¿Qué es un aval?

Un aval es una persona física o moral que garantiza que un usuario puede ser acreedor y pagar un préstamo, un contrato de renta o cualquier compromiso a largo plazo.

Cuando pensamos en aval, lo primero que se nos viene a la mente es el aval de propiedad. Este tipo de aval es uno de los requisitos para rentar una propiedad, suelen necesitar un aval que tenga una propiedad en la misma ciudad en la que planeamos rentar, o en la entidad federativa en la que residimos. Sin embargo un aval puede servir para mucho más que eso.

¿Para qué sirve un aval?

Un aval nos sirve como garantía de que una persona podrá pagar el dinero, préstamo o compromiso al cual se está haciendo acreedor. En caso de que un usuario no haga los pagos correspondientes, las entidades financieras a las cuales se les debe podrán acudir al aval para solicitar un pago o para procurar que el deudor pague por su cuenta.

Es importante considerar que no todos los préstamos requieren de aval, existen préstamos de dinero inmediatos que se pueden sacar sin necesidad del buró de crédito o del aval.

En el caso de préstamos más grandes, rentas, créditos hipotecarios o créditos de automóvil, un aval puede ser un punto a tu favor en caso de que tu historial crediticio aún no se encuentre con la mejor calificación.

¿Qué responsabilidades tiene un aval?

Un aval tiene las responsabilidades de solventar las deudas de la persona que ha firmado el contrato en caso de que este no esté respondiendo de manera puntual a sus obligaciones de pago.

Lo más común es que un aval ponga como fianza o como respaldo una propiedad o finca con un valor mayor o equiparable a la obligación monetaria a la que se esté contrayendo. Esto significa que si una persona no paga en tiempos, existe la posibilidad de que el aval pague de manera monetaria, o que se tomen acciones con respecto a su propiedad y así poder pagar el saldo vencido o la totalidad del préstamo.

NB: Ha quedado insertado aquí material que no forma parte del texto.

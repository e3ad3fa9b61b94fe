//! Typed errors and HTTP mapping.

use crate::generation::GenerationError;
use crate::store::StoreError;
use axum::{
    http::StatusCode,
    response::{IntoResponse, Response},
    Json,
};
use serde::Serialize;
use thiserror::Error;

#[derive(Error, Debug)]
pub enum ConfigError {
    #[error("missing setting: {0}")]
    Missing(&'static str),
    #[error("invalid setting {key}: {message}")]
    Invalid { key: &'static str, message: String },
}

#[derive(Error, Debug)]
pub enum AppError {
    #[error(transparent)]
    Config(#[from] ConfigError),
    #[error("not found: {0}")]
    NotFound(String),
    /// Schema or invariant violation; the message is the exact diagnostic shown to the caller.
    #[error("{0}")]
    Validation(String),
    #[error("conflict: {0}")]
    Conflict(String),
    #[error("bad request: {0}")]
    BadRequest(String),
    /// A mutation failed after validation and existence checks passed.
    #[error("Internal Server Error: {0}")]
    Internal(String),
    #[error("store: {0}")]
    Store(#[from] StoreError),
    #[error("generation: {0}")]
    Generation(#[from] GenerationError),
}

#[derive(Serialize)]
pub struct ErrorBody {
    pub error: ErrorDetail,
}

#[derive(Serialize)]
pub struct ErrorDetail {
    pub code: String,
    pub message: String,
}

impl AppError {
    pub fn status_code(&self) -> StatusCode {
        match self {
            AppError::Config(_) => StatusCode::INTERNAL_SERVER_ERROR,
            AppError::NotFound(_) => StatusCode::NOT_FOUND,
            AppError::Validation(_) | AppError::BadRequest(_) => StatusCode::BAD_REQUEST,
            AppError::Conflict(_) => StatusCode::CONFLICT,
            AppError::Internal(_) => StatusCode::INTERNAL_SERVER_ERROR,
            AppError::Store(StoreError::Conflict { .. }) => StatusCode::CONFLICT,
            AppError::Store(StoreError::NotFound { .. }) => StatusCode::NOT_FOUND,
            AppError::Store(_) => StatusCode::INTERNAL_SERVER_ERROR,
            AppError::Generation(_) => StatusCode::BAD_GATEWAY,
        }
    }

    fn code(&self) -> &'static str {
        match self {
            AppError::Config(_) => "config_error",
            AppError::NotFound(_) => "not_found",
            AppError::Validation(_) => "validation_error",
            AppError::Conflict(_) => "conflict",
            AppError::BadRequest(_) => "bad_request",
            AppError::Internal(_) => "internal_error",
            AppError::Store(_) => "store_error",
            AppError::Generation(_) => "generation_error",
        }
    }
}

impl IntoResponse for AppError {
    fn into_response(self) -> Response {
        let status = self.status_code();
        if status == StatusCode::NOT_FOUND {
            return status.into_response();
        }
        if status.is_server_error() {
            tracing::error!(error = %self, "request failed");
        }
        let body = ErrorBody {
            error: ErrorDetail {
                code: self.code().to_string(),
                message: self.to_string(),
            },
        };
        (status, Json(body)).into_response()
    }
}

Ser aval de alguien no debería de tomarse a la ligera, si bien se busca apoyar a nuestros o conocidos, en ocasiones lo que se está poniendo en riesgo es el patrimonio de una persona.

Esto no significa que ser aval sea algo malo, pero debe de existir una buena relación de confianza con nuestro aval, o con la persona que estamos avalando, para que tengamos las herramientas necesarias para poder tomar una decisión que conlleva tanta responsabilidad.

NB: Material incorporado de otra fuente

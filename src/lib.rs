//! Vocard: vocabulary modules, topics and cards over a partitioned table store,
//! with generated definitions and vocabulary lists.

pub mod config;
pub mod error;
pub mod extractors;
pub mod generation;
pub mod handlers;
pub mod keys;
pub mod model;
pub mod response;
pub mod routes;
pub mod service;
pub mod state;
pub mod store;

pub use config::{Settings, StorageBackend};
pub use error::{AppError, ConfigError};
pub use generation::{OpenAiGenerator, TextGenerator, UnconfiguredGenerator};
pub use keys::normalize;
pub use model::{Card, Entity, Module, Topic};
pub use routes::{app, common_routes, entity_routes, generation_routes};
pub use service::{EntityService, Page, PageRequest};
pub use state::AppState;
pub use store::{MemoryTableStore, PgTableStore, TableStore};
//! Module, topic and card routes.

use crate::error::AppError;
use crate::handlers::entity::{
    create_card, create_module, create_topic, delete_card, delete_module, delete_topic, list_cards,
    list_modules, list_topics, update_card, update_module, update_topic,
};
use crate::state::AppState;
use axum::{
    extract::{Path, Query, State},
    response::IntoResponse,
    routing::{delete, get, post, put},
    Router,
};
use std::collections::HashMap;

/// Literal segment of the create routes; also a valid partition key (e.g. a topic titled "Create").
const CREATE_SEGMENT: &str = "create";

async fn list_cards_keyed_create(
    state: State<AppState>,
    query: Query<HashMap<String, String>>,
) -> Result<impl IntoResponse, AppError> {
    list_cards(state, Path(CREATE_SEGMENT.to_string()), query).await
}

async fn list_topics_keyed_create(
    state: State<AppState>,
    query: Query<HashMap<String, String>>,
) -> Result<impl IntoResponse, AppError> {
    list_topics(state, Path(CREATE_SEGMENT.to_string()), query).await
}

pub fn entity_routes(state: AppState) -> Router {
    Router::new()
        // The literal path wins over the parameter, so GET on it must list the "create" partition.
        .route("/cards/create", post(create_card).get(list_cards_keyed_create))
        .route("/cards/:topic_key", get(list_cards))
        .route("/cards/:topic_key/:card_key/change", put(update_card))
        .route("/cards/:topic_key/:card_key/delete", delete(delete_card))
        .route("/topics/create", post(create_topic).get(list_topics_keyed_create))
        .route("/topics/:module_key", get(list_topics))
        .route("/topics/:module_key/:topic_key/change", put(update_topic))
        .route("/topics/:module_key/:topic_key/delete", delete(delete_topic))
        .route("/modules", get(list_modules))
        .route("/modules/create", post(create_module))
        .route("/modules/:module_key/change", put(update_module))
        .route("/modules/:module_key/delete", delete(delete_module))
        .with_state(state)
}
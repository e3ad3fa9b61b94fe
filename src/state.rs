//! Shared application state for all routes. The store and generator are injected at startup.

use crate::generation::TextGenerator;
use crate::model::{Card, Module, Topic};
use crate::service::EntityService;
use crate::store::TableStore;
use std::sync::Arc;

#[derive(Clone)]
pub struct AppState {
    pub store: Arc<dyn TableStore>,
    pub generator: Arc<dyn TextGenerator>,
    pub modules: EntityService<Module>,
    pub topics: EntityService<Topic>,
    pub cards: EntityService<Card>,
}

impl AppState {
    pub fn new(store: Arc<dyn TableStore>, generator: Arc<dyn TextGenerator>) -> Self {
        AppState {
            modules: EntityService::new(Arc::clone(&store)),
            topics: EntityService::new(Arc::clone(&store)),
            cards: EntityService::new(Arc::clone(&store)),
            store,
            generator,
        }
    }
}
use std::future::Future;

use super::LlmError;

/// One prompt sent to the generative model.
#[derive(Debug, Clone, PartialEq, Eq)]
pub struct LlmRequest {
    pub system: String,
    pub prompt: String,
    /// Ask the backend to constrain its output to a JSON document.
    pub strict_json: bool,
}

impl LlmRequest {
    pub fn json(system: impl Into<String>, prompt: impl Into<String>) -> Self {
        Self {
            system: system.into(),
            prompt: prompt.into(),
            strict_json: true,
        }
    }
}

/// Text generation backend. The model is treated as an untrusted oracle:
/// callers validate everything it returns.
pub trait LlmGenerate: Send + Sync {
    fn generate(
        &self,
        request: &LlmRequest,
    ) -> impl Future<Output = Result<String, LlmError>> + Send;
}
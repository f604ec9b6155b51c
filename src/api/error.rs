//! API error types with structured JSON responses.

use axum::http::StatusCode;
use axum::response::{IntoResponse, Response};
use axum::Json;
use serde::Serialize;

use crate::pipeline::AnalysisError;

/// Structured error response body for the submission form.
#[derive(Debug, Serialize)]
pub struct ErrorBody {
    pub error: ErrorDetail,
}

#[derive(Debug, Serialize)]
pub struct ErrorDetail {
    pub code: &'static str,
    pub message: String,
    pub retryable: bool,
}

/// API-level errors with HTTP status mapping.
#[derive(Debug, thiserror::Error)]
pub enum ApiError {
    #[error("Invalid request: {0}")]
    BadRequest(String),
    #[error(transparent)]
    Analysis(#[from] AnalysisError),
}

impl ApiError {
    fn parts(&self) -> (StatusCode, &'static str, String, bool) {
        match self {
            ApiError::BadRequest(detail) => {
                (StatusCode::BAD_REQUEST, "BAD_REQUEST", detail.clone(), false)
            }
            ApiError::Analysis(err) => {
                let (status, code) = match err {
                    AnalysisError::ResponseParse(_) => {
                        (StatusCode::BAD_GATEWAY, "MODEL_RESPONSE_UNREADABLE")
                    }
                    AnalysisError::SourceUnavailable(_) => {
                        (StatusCode::SERVICE_UNAVAILABLE, "SOURCE_UNAVAILABLE")
                    }
                    AnalysisError::ModelUnavailable(_) => {
                        (StatusCode::SERVICE_UNAVAILABLE, "MODEL_UNAVAILABLE")
                    }
                    AnalysisError::EmptyQuery => {
                        (StatusCode::UNPROCESSABLE_ENTITY, "EMPTY_QUERY")
                    }
                    AnalysisError::InvalidInput(_) => (StatusCode::BAD_REQUEST, "BAD_REQUEST"),
                };
                (status, code, err.user_message(), err.is_retryable())
            }
        }
    }
}

impl IntoResponse for ApiError {
    fn into_response(self) -> Response {
        let (status, code, message, retryable) = self.parts();

        if status.is_server_error() {
            tracing::warn!(code, detail = %self, "Analysis request failed");
        }

        let body = ErrorBody {
            error: ErrorDetail {
                code,
                message,
                retryable,
            },
        };

        (status, Json(body)).into_response()
    }
}

#[cfg(test)]
mod tests {
    use super::*;
    use axum::body::to_bytes;

    async fn body_json(response: Response) -> serde_json::Value {
        let body = to_bytes(response.into_body(), 4096).await.unwrap();
        serde_json::from_slice(&body).unwrap()
    }

    #[tokio::test]
    async fn unreadable_model_response_returns_502() {
        let response = ApiError::from(AnalysisError::ResponseParse("no json".into())).into_response();
        assert_eq!(response.status(), StatusCode::BAD_GATEWAY);
        let json = body_json(response).await;
        assert_eq!(json["error"]["code"], "MODEL_RESPONSE_UNREADABLE");
        assert_eq!(json["error"]["retryable"], true);
    }

    #[tokio::test]
    async fn source_outage_returns_503() {
        let response =
            ApiError::from(AnalysisError::SourceUnavailable("timeout".into())).into_response();
        assert_eq!(response.status(), StatusCode::SERVICE_UNAVAILABLE);
        let json = body_json(response).await;
        assert_eq!(json["error"]["code"], "SOURCE_UNAVAILABLE");
        // Internal detail stays out of the user message
        assert!(!json["error"]["message"].as_str().unwrap().contains("timeout"));
    }

    #[tokio::test]
    async fn empty_query_returns_422() {
        let response = ApiError::from(AnalysisError::EmptyQuery).into_response();
        assert_eq!(response.status(), StatusCode::UNPROCESSABLE_ENTITY);
        assert_eq!(body_json(response).await["error"]["code"], "EMPTY_QUERY");
    }

    #[tokio::test]
    async fn invalid_input_is_a_final_bad_request() {
        let response =
            ApiError::from(AnalysisError::InvalidInput("empty".into())).into_response();
        assert_eq!(response.status(), StatusCode::BAD_REQUEST);
        let json = body_json(response).await;
        assert_eq!(json["error"]["code"], "BAD_REQUEST");
        assert_eq!(json["error"]["retryable"], false);
    }

    #[tokio::test]
    async fn bad_request_keeps_its_detail() {
        let response = ApiError::BadRequest("expected a JSON object".into()).into_response();
        assert_eq!(response.status(), StatusCode::BAD_REQUEST);
        assert_eq!(
            body_json(response).await["error"]["message"],
            "expected a JSON object"
        );
    }
}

Por último, ¿qué tipos de aval existen?

Los tipos de aval que existen son dos principalmente; personal o bancario. Un aval personal es todo aquel en el cual quien está formando como garantía es una persona física o moral, y suele conllevar la responsabilidad de poner una propiedad en garantía.

Como es mencionado anteriormente, las propiedades deben de estar a nombre de dicha persona, cubrir el valor mínimo del contrato, estar libres de gravamen y en muchas ocasiones ser una propiedad en la entidad federativa en la cual se está llevando a cabo el contrato.

El otro tipo de aval es el bancario, este se distingue por ser una entidad o institución financiera, quien garantice que la persona firmando el contrato es capaz de realizar los pagos en los plazos acordados.

Un aval bancario le asegura al prestamista que el acreedor a esta responsabilidad es capaz de pagar y esto ha sido observado en el manejo de cuenta del cliente en el mismo banco.

En caso de incumplimiento, el banco directamente puede hacer los pagos y posteriormente ir con el deudor a cobrar lo que ha sido proporcionado y en ocasiones esto incurre en gastos de manejo de cuenta e interés por la deuda.